Born in Budapest to Hungarian nobility in 1930, Szell was cagey about his early life. Falling on hard times (at the hands of the communists or Nazis - no one knows which), he came to Britain in the late 40s as a ward of family friend Sir Michael Duff, Lord Lieutenant of Caernarvon. He studied design at Aberystwyth College and the Royal College of Art. In 1969, he opened a shop on Sloane Avenue, London, whose windows brimmed with orchids. Throughout his career - culminating in a spate as chief stylist at Harrods, where Mohammed Al Fayed freely indulged his baroque aesthetic - Szell prided himself on his meticulous hand-printing, often dabbing on the ink himself at the printers to ensure accuracy of colour.

For all its legendary sang-froid, the royal family was potty about Szell’s carnivalesque designs. Princess Margaret adored them, as did the Queen, who commissioned him to decorate both the Throne Room at Windsor Castle and the interior of the royal train for the 1977 Silver Jubilee tour. (For the latter, Szell designed a fabric with vertical lines inspired by rain, which was mistakenly hung horizontally.)

Szell consorted, too, with the era’s funkier jet set, including Paul Getty and Ava Gardner. His textiles adorned film sets (his diaphanous curtains billowed sultrily in the breeze in a swimming-pool scene in The Great Gatsby). He also flirted with London’s arty underground, once accompanying fellow designer Celia Birtwell to Andrew Logan’s annual, bacchanalian drag event, the Alternative Miss World Contest. Indeed, his life never lacked adventure: in 1977, on holiday in the West Indies, he was shot in a botched robbery, but swiftly recovered.

Curiously, Szell was both an ascetic and a hedonist. He hated wasting anything, a consequence, possibly, of the privations he suffered in the war. But he was a bon viveur, too, perhaps out of a desire to drown that past. Always dandyishly dressed, he partied hard. Friends say he was a fabulous dancer. His fantastical designs - some of which graced his Bayswater home, featured on these pages - are perhaps symptomatic of this escapism.

Szell’s ground-floor drawing room - with its frivolous print of fluttering ribbons and roses - is typical of his Colefax & Fowler-on-acid, print-piled-on-print aesthetic. Persian rugs, and his habit of smothering walls with art - including a painting of a cowboy and one of two spaniels - were major passions, too.

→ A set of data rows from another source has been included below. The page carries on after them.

//! Digest aggregator: periodic summary of the accumulation ledger.
//!
//! A run snapshots both ledger lists, publishes a summary and then removes
//! what the snapshot covered; entries appended meanwhile roll into the next
//! digest. Nothing is removed unless publishing succeeded. A crash between publish and
//! reset reports the same window twice, at most once.

use std::collections::BTreeMap;
use std::str::FromStr;
use std::sync::Arc;
use std::sync::atomic::{AtomicBool, Ordering};
use std::time::Duration;

use chrono::{DateTime, NaiveDate, Utc};
use serde::{Deserialize, Serialize};
use tokio::task::JoinHandle;
use tracing::{debug, error, info, warn};

use crate::error::DigestError;
use crate::pipeline::bus::{EventBus, TriageEvent};
use crate::pipeline::types::{Category, Urgency};
use crate::sink::DigestSink;
use crate::store::Ledger;
use crate::store::ledger::LedgerSnapshot;

/// Aggregate report over one accumulation window.
#[derive(Debug, Clone, PartialEq, Serialize, Deserialize)]
#[serde(rename_all = "camelCase")]
pub struct DigestSummary {
    pub date: NaiveDate,
    pub total: usize,
    pub category_counts: BTreeMap<Category, usize>,
    pub urgency_counts: BTreeMap<Urgency, usize>,
    pub auto_replied_count: usize,
    pub generated_at: DateTime<Utc>,
}

impl DigestSummary {
    /// Build a summary from a ledger snapshot.
    ///
    /// Only auto-replies whose message is among the processed records count.
    pub fn from_snapshot(snapshot: &LedgerSnapshot, now: DateTime<Utc>) -> Self {
        let mut category_counts = BTreeMap::new();
        let mut urgency_counts = BTreeMap::new();
        for record in &snapshot.processed {
            *category_counts.entry(record.category).or_insert(0) += 1;
            *urgency_counts.entry(record.urgency).or_insert(0) += 1;
        }

        let auto_replied_count = snapshot
            .auto_replied
            .iter()
            .filter(|id| snapshot.processed.iter().any(|r| &r.message_id == *id))
            .count();

        Self {
            date: now.date_naive(),
            total: snapshot.processed.len(),
            category_counts,
            urgency_counts,
            auto_replied_count,
            generated_at: now,
        }
    }

    /// Plain-text rendering used by log output and webhook payloads.
    pub fn render_text(&self) -> String {
        let counts = |pairs: Vec<(String, usize)>| {
            if pairs.is_empty() {
                "none".to_string()
            } else {
                pairs
                    .into_iter()
                    .map(|(k, v)| format!("{k}: {v}"))
                    .collect::<Vec<_>>()
                    .join(", ")
            }
        };
        format!(
            "Mail digest for {}: {} processed; categories [{}]; urgency [{}]; {} auto-replied",
            self.date,
            self.total,
            counts(
                self.category_counts
                    .iter()
                    .map(|(k, v)| (k.to_string(), *v))
                    .collect()
            ),
            counts(
                self.urgency_counts
                    .iter()
                    .map(|(k, v)| (k.to_string(), *v))
                    .collect()
            ),
            self.auto_replied_count,
        )
    }
}

/// Builds, publishes and rotates digests.
pub struct DigestAggregator {
    ledger: Arc<Ledger>,
    sink: Arc<dyn DigestSink>,
}

impl DigestAggregator {
    pub fn new(ledger: Arc<Ledger>, sink: Arc<dyn DigestSink>) -> Self {
        Self { ledger, sink }
    }

    /// One digest run.
    ///
    /// `Empty` means there was nothing to report; state is untouched.
    pub async fn run_once(&self) -> Result<DigestSummary, DigestError> {
        let snapshot = self.ledger.snapshot().await?;
        if snapshot.processed.is_empty() {
            return Err(DigestError::Empty);
        }

        let summary = DigestSummary::from_snapshot(&snapshot, Utc::now());
        self.sink
            .publish(&summary)
            .await
            .map_err(DigestError::Publish)?;
        info!(
            sink = self.sink.name(),
            total = summary.total,
            auto_replied = summary.auto_replied_count,
            "Digest published"
        );

        self.ledger.rotate(&snapshot).await?;
        Ok(summary)
    }
}

/// Parse a cron expression and compute the next fire time from now.
pub fn next_fire(schedule: &str) -> Result<Option<DateTime<Utc>>, String> {
    let schedule = cron::Schedule::from_str(schedule).map_err(|e| format!("invalid cron: {e}"))?;
    Ok(schedule.upcoming(Utc).next())
}

/// Run one digest and announce it, logging instead of failing.
///
/// Returns the summary when one was published.
pub async fn run_and_announce(
    aggregator: &DigestAggregator,
    bus: Option<&EventBus>,
) -> Option<DigestSummary> {
    match aggregator.run_once().await {
        Ok(summary) => {
            if let Some(bus) = bus {
                bus.publish(TriageEvent::DigestPublished(summary.clone()))
                    .await;
            }
            Some(summary)
        }
        Err(DigestError::Empty) => {
            info!("No processed messages, digest skipped");
            None
        }
        Err(e) => {
            error!(error = %e, "Digest run failed, state retained");
            None
        }
    }
}

/// Spawn the digest job on a cron schedule.
///
/// Returns a `JoinHandle` and shutdown flag.
pub fn spawn_digest_job(
    aggregator: Arc<DigestAggregator>,
    schedule: &str,
    bus: Option<Arc<EventBus>>,
) -> Result<(JoinHandle<()>, Arc<AtomicBool>), DigestError> {
    let expression = schedule.to_string();
    let schedule = cron::Schedule::from_str(schedule)
        .map_err(|e| DigestError::Schedule(format!("invalid cron: {e}")))?;

    let shutdown = Arc::new(AtomicBool::new(false));
    let shutdown_flag = Arc::clone(&shutdown);

    let handle = tokio::spawn(async move {
        info!(schedule = %expression, "Digest job started");

        loop {
            let Some(next) = schedule.upcoming(Utc).next() else {
                warn!("Digest schedule has no upcoming fire time, stopping");
                return;
            };
            let wait = (next - Utc::now()).to_std().unwrap_or(Duration::ZERO);
            debug!(next = %next, "Waiting for next digest");
            tokio::time::sleep(wait).await;

            if shutdown.load(Ordering::Relaxed) {
                info!("Digest job shutting down");
                return;
            }

            run_and_announce(&aggregator, bus.as_deref()).await;
        }
    });

    Ok((handle, shutdown_flag))
}

#[cfg(test)]
mod tests {
    use super::*;
    use std::sync::Mutex;

    use async_trait::async_trait;

    use crate::error::ExternalError;
    use crate::pipeline::types::{Importance, ProcessedRecord};
    use crate::store::MemoryStore;
    use crate::store::ledger::ReplyLogMode;

    #[derive(Default)]
    struct RecordingSink {
        published: Mutex<Vec<DigestSummary>>,
        fail: bool,
    }

    #[async_trait]
    impl DigestSink for RecordingSink {
        fn name(&self) -> &str {
            "recording"
        }

        async fn publish(&self, summary: &DigestSummary) -> Result<(), ExternalError> {
            if self.fail {
                return Err(ExternalError::Http("webhook down".into()));
            }
            self.published.lock().unwrap().push(summary.clone());
            Ok(())
        }
    }

    fn record(id: &str, category: Category, urgency: Urgency) -> ProcessedRecord {
        ProcessedRecord {
            message_id: id.into(),
            thread_id: format!("t-{id}"),
            category,
            urgency,
            importance: Importance::Medium,
            processed_at: Utc::now(),
        }
    }

    fn ledger() -> Arc<Ledger> {
        Arc::new(Ledger::new(Arc::new(MemoryStore::new()), ReplyLogMode::Union))
    }

    #[tokio::test]
    async fn empty_ledger_publishes_nothing() {
        let ledger = ledger();
        ledger.record_reply("orphan").await.unwrap();
        let sink = Arc::new(RecordingSink::default());
        let aggregator = DigestAggregator::new(ledger.clone(), sink.clone());

        assert!(matches!(aggregator.run_once().await, Err(DigestError::Empty)));
        assert!(sink.published.lock().unwrap().is_empty());
        // Not reset.
        assert_eq!(ledger.auto_replied().await.unwrap(), vec!["orphan"]);
    }

    #[tokio::test]
    async fn summary_counts_and_reset() {
        let ledger = ledger();
        ledger.append_processed(record("m1", Category::Work, Urgency::High)).await.unwrap();
        ledger.append_processed(record("m2", Category::Work, Urgency::Low)).await.unwrap();
        ledger.append_processed(record("m3", Category::Spam, Urgency::Low)).await.unwrap();
        ledger.record_reply("m1").await.unwrap();
        ledger.record_reply("not-processed").await.unwrap();

        let sink = Arc::new(RecordingSink::default());
        let aggregator = DigestAggregator::new(ledger.clone(), sink.clone());
        let summary = aggregator.run_once().await.unwrap();

        assert_eq!(summary.total, 3);
        assert_eq!(summary.category_counts[&Category::Work], 2);
        assert_eq!(summary.category_counts[&Category::Spam], 1);
        assert_eq!(summary.urgency_counts[&Urgency::Low], 2);
        assert_eq!(summary.auto_replied_count, 1);
        assert_eq!(sink.published.lock().unwrap().len(), 1);

        let after = ledger.snapshot().await.unwrap();
        assert!(after.processed.is_empty());
        assert!(after.auto_replied.is_empty());
    }

    /// Records a new message while the digest is being published.
    struct InterleavingSink {
        ledger: Arc<Ledger>,
    }

    #[async_trait]
    impl DigestSink for InterleavingSink {
        fn name(&self) -> &str {
            "interleaving"
        }

        async fn publish(&self, _summary: &DigestSummary) -> Result<(), ExternalError> {
            self.ledger
                .append_processed(record("late", Category::Personal, Urgency::Low))
                .await
                .map_err(|e| ExternalError::Http(e.to_string()))?;
            self.ledger
                .record_reply("late")
                .await
                .map_err(|e| ExternalError::Http(e.to_string()))?;
            Ok(())
        }
    }

    #[tokio::test]
    async fn entries_recorded_during_publish_survive_rotation() {
        let ledger = ledger();
        ledger.append_processed(record("m1", Category::Work, Urgency::High)).await.unwrap();
        let aggregator = DigestAggregator::new(
            ledger.clone(),
            Arc::new(InterleavingSink {
                ledger: ledger.clone(),
            }),
        );

        let summary = aggregator.run_once().await.unwrap();
        assert_eq!(summary.total, 1);

        let after = ledger.snapshot().await.unwrap();
        assert_eq!(after.processed.len(), 1);
        assert_eq!(after.processed[0].message_id, "late");
        assert_eq!(after.auto_replied, vec!["late"]);
    }

    #[tokio::test]
    async fn publish_failure_retains_state() {
        let ledger = ledger();
        ledger.append_processed(record("m1", Category::Work, Urgency::High)).await.unwrap();
        let sink = Arc::new(RecordingSink {
            fail: true,
            ..Default::default()
        });
        let aggregator = DigestAggregator::new(ledger.clone(), sink);

        assert!(matches!(aggregator.run_once().await, Err(DigestError::Publish(_))));
        assert_eq!(ledger.processed().await.unwrap().len(), 1);
    }

    #[tokio::test]
    async fn announce_publishes_event() {
        let ledger = ledger();
        ledger.append_processed(record("m1", Category::Work, Urgency::High)).await.unwrap();
        let aggregator = DigestAggregator::new(ledger, Arc::new(RecordingSink::default()));
        let bus = EventBus::new();
        let mut observer = bus.observe();

        let summary = run_and_announce(&aggregator, Some(&bus)).await.unwrap();
        assert!(matches!(
            observer.recv().await.unwrap(),
            TriageEvent::DigestPublished(s) if s == summary
        ));
        assert!(run_and_announce(&aggregator, Some(&bus)).await.is_none());
    }

    #[test]
    fn summary_serializes_with_lowercase_keys() {
        let snapshot = LedgerSnapshot {
            processed: vec![record("m1", Category::Promotional, Urgency::Medium)],
            auto_replied: vec![],
        };
        let summary = DigestSummary::from_snapshot(&snapshot, Utc::now());
        let json = serde_json::to_value(&summary).unwrap();
        assert_eq!(json["categoryCounts"]["promotional"], 1);
        assert_eq!(json["urgencyCounts"]["medium"], 1);
        assert!(summary.render_text().contains("promotional: 1"));
    }

    #[test]
    fn cron_parsing() {
        assert!(next_fire("0 0 1 * * *").unwrap().is_some());
        assert!(next_fire("not a schedule").is_err());
    }

    #[tokio::test]
    async fn spawn_rejects_bad_schedule() {
        let aggregator = Arc::new(DigestAggregator::new(
            ledger(),
            Arc::new(RecordingSink::default()),
        ));
        assert!(matches!(
            spawn_digest_job(aggregator, "bogus", None),
            Err(DigestError::Schedule(_))
        ));
    }
}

Empire style was another obsession: the eye-popping green fabric in his bedroom featured emperor’s laurels. In the maroon sitting room, there’s a chaise longue upholstered in Szell’s burgundy and gold fabric, ‘Drop’, above which presides a beturbanned Regency belle in an Empire-line dress.

Szell’s ecleticism didn’t stop there: he adored chinoiserie, too. In the bedroom stands a black lacquer commode embellished with chinoiserie motifs. Not that he eschewed the odd bit of restrained monochrome, as his collection of cream Leeds ware demonstrates. Unmistakably, 70s touches abound, too, from two simple glass coffee tables to some bijou pots of dried flowers resembling topiary.

Szell closed his shop in the early 80s, but still made the occasional bolt of cloth for friends. In the early 90s, to his joy, the Ferragamo family bought his archive of designs. At his 72nd birthday, just before he died, he arrived with difficulty (he had been suffering from multiple system atrophy, a disease in which his circulation was weakened unless his skin was exposed to the sun). But, dapper as ever, and with customary brio, he was determined to celebrate his life with his many friends.